Wherever the word "bail" appears in a line of the data, that line should be copied.

**Saved data entries:**

========================================================================

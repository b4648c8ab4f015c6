use anyhow::{Context, anyhow, bail};
use shard_cluster::cluster::registry::RegistryBuilder;
use shard_cluster::config::{ClusterConfig, NodeSpec};

#[derive(Debug, Default)]
struct CliArgs {
    config_path: Option<String>,
    nodes: Vec<NodeSpec>,
    help: bool,
}

#[tokio::main]
async fn main() -> anyhow::Result<()> {
    tracing_subscriber::fmt()
        // .with_max_level(tracing::Level::DEBUG)
        .with_max_level(tracing::Level::INFO)
        .init();

    let args: Vec<String> = std::env::args().collect();
    let cli = parse_args(&args)?;
    if cli.help {
        eprintln!("Usage: {} [--config <file.json>] [--node <host[:port]>]...", args[0]);
        eprintln!("Example: {} --node 127.0.0.1:6379 --node [::1]:6380", args[0]);
        return Ok(());
    }

    let mut config = match cli.config_path {
        Some(path) => ClusterConfig::from_file(&path)?,
        None => ClusterConfig::default(),
    };
    config.nodes.extend(cli.nodes);
    if config.nodes.is_empty() {
        tracing::info!("No nodes given, using localhost");
        config.nodes.push(NodeSpec {
            host: "localhost".to_string(),
            port: None,
        });
    }

    let registry = RegistryBuilder::from_config(&config)?.build()?;

    let map = registry.map_named("key");
    let map1 = registry.map_named("key1");

    map.clear().await?;
    map1.clear().await?;

    for i in 0..2000 {
        map.put(&format!("field{}", i), &format!("value{}", i)).await?;
    }

    println!("{}", map.size().await?);
    println!("{}", map1.size().await?);

    map1.put_all(map.entries().await?).await?;

    println!("{}", map.size().await?);
    println!("{}", map1.size().await?);

    Ok(())
}

fn parse_args(args: &[String]) -> anyhow::Result<CliArgs> {
    let mut cli = CliArgs::default();

    let mut i = 1;
    while i < args.len() {
        match args[i].as_str() {
            "--config" => {
                cli.config_path = Some(flag_value(args, i)?.to_string());
                i += 2;
            }
            "--node" => {
                cli.nodes.push(parse_node(flag_value(args, i)?)?);
                i += 2;
            }
            "--help" | "-h" => {
                cli.help = true;
                i += 1;
            }
            _ => {
                i += 1;
            }
        }
    }
    Ok(cli)
}

fn flag_value(args: &[String], i: usize) -> anyhow::Result<&str> {
    match args.get(i + 1) {
        Some(value) if !value.starts_with("--") => Ok(value.as_str()),
        _ => bail!("{} needs a value", args[i]),
    }
}

/// Accepts `host`, `host:port`, `[v6]`, `[v6]:port` and a bare IPv6 address.
fn parse_node(raw: &str) -> anyhow::Result<NodeSpec> {
    let port_of = |port: &str| -> anyhow::Result<u16> {
        port.parse::<u16>()
            .with_context(|| format!("Invalid port in node address {}", raw))
    };

    if let Some(rest) = raw.strip_prefix('[') {
        let (host, tail) = rest
            .split_once(']')
            .ok_or_else(|| anyhow!("Unclosed '[' in node address {}", raw))?;
        let port = match tail.strip_prefix(':') {
            Some(port) => Some(port_of(port)?),
            None if tail.is_empty() => None,
            None => bail!("Unexpected text after ']' in node address {}", raw),
        };
        return Ok(NodeSpec {
            host: host.to_string(),
            port,
        });
    }

    match raw.split_once(':') {
        Some((host, port)) if !port.contains(':') => Ok(NodeSpec {
            host: host.to_string(),
            port: Some(port_of(port)?),
        }),
        _ => Ok(NodeSpec {
            host: raw.to_string(),
            port: None,
        }),
    }
}

#[cfg(test)]
mod tests {
    use super::*;

    fn args(list: &[&str]) -> Vec<String> {
        std::iter::once("shard_cluster")
            .chain(list.iter().copied())
            .map(String::from)
            .collect()
    }

    #[test]
    fn test_parse_node_forms() {
        let node = parse_node("10.0.0.1:6380").unwrap();
        assert_eq!((node.host.as_str(), node.port), ("10.0.0.1", Some(6380)));

        let node = parse_node("localhost").unwrap();
        assert_eq!((node.host.as_str(), node.port), ("localhost", None));

        let node = parse_node("[::1]:6380").unwrap();
        assert_eq!((node.host.as_str(), node.port), ("::1", Some(6380)));

        let node = parse_node("[::1]").unwrap();
        assert_eq!((node.host.as_str(), node.port), ("::1", None));

        let node = parse_node("fe80::1").unwrap();
        assert_eq!((node.host.as_str(), node.port), ("fe80::1", None));

        assert!(parse_node("10.0.0.1:port").is_err());
        assert!(parse_node("[::1").is_err());
    }

    #[test]
    fn test_flag_without_value_rejected() {
        assert!(parse_args(&args(&["--node"])).is_err());
        assert!(parse_args(&args(&["--config"])).is_err());
        assert!(parse_args(&args(&["--node", "--config", "c.json"])).is_err());
    }

    #[test]
    fn test_parse_args_collects_nodes() {
        let cli = parse_args(&args(&["--node", "a:1", "--config", "c.json", "--node", "b"])).unwrap();
        assert_eq!(cli.config_path.as_deref(), Some("c.json"));
        assert_eq!(cli.nodes.len(), 2);
        assert_eq!(cli.nodes[1].port, None);
        assert!(!cli.help);

        assert!(parse_args(&args(&["-h"])).unwrap().help);
    }
}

========================================================================

**TASK SOLUTION:**
use anyhow::{Context, anyhow, bail};
        _ => bail!("{} needs a value", args[i]),
            None => bail!("Unexpected text after ']' in node address {}", raw),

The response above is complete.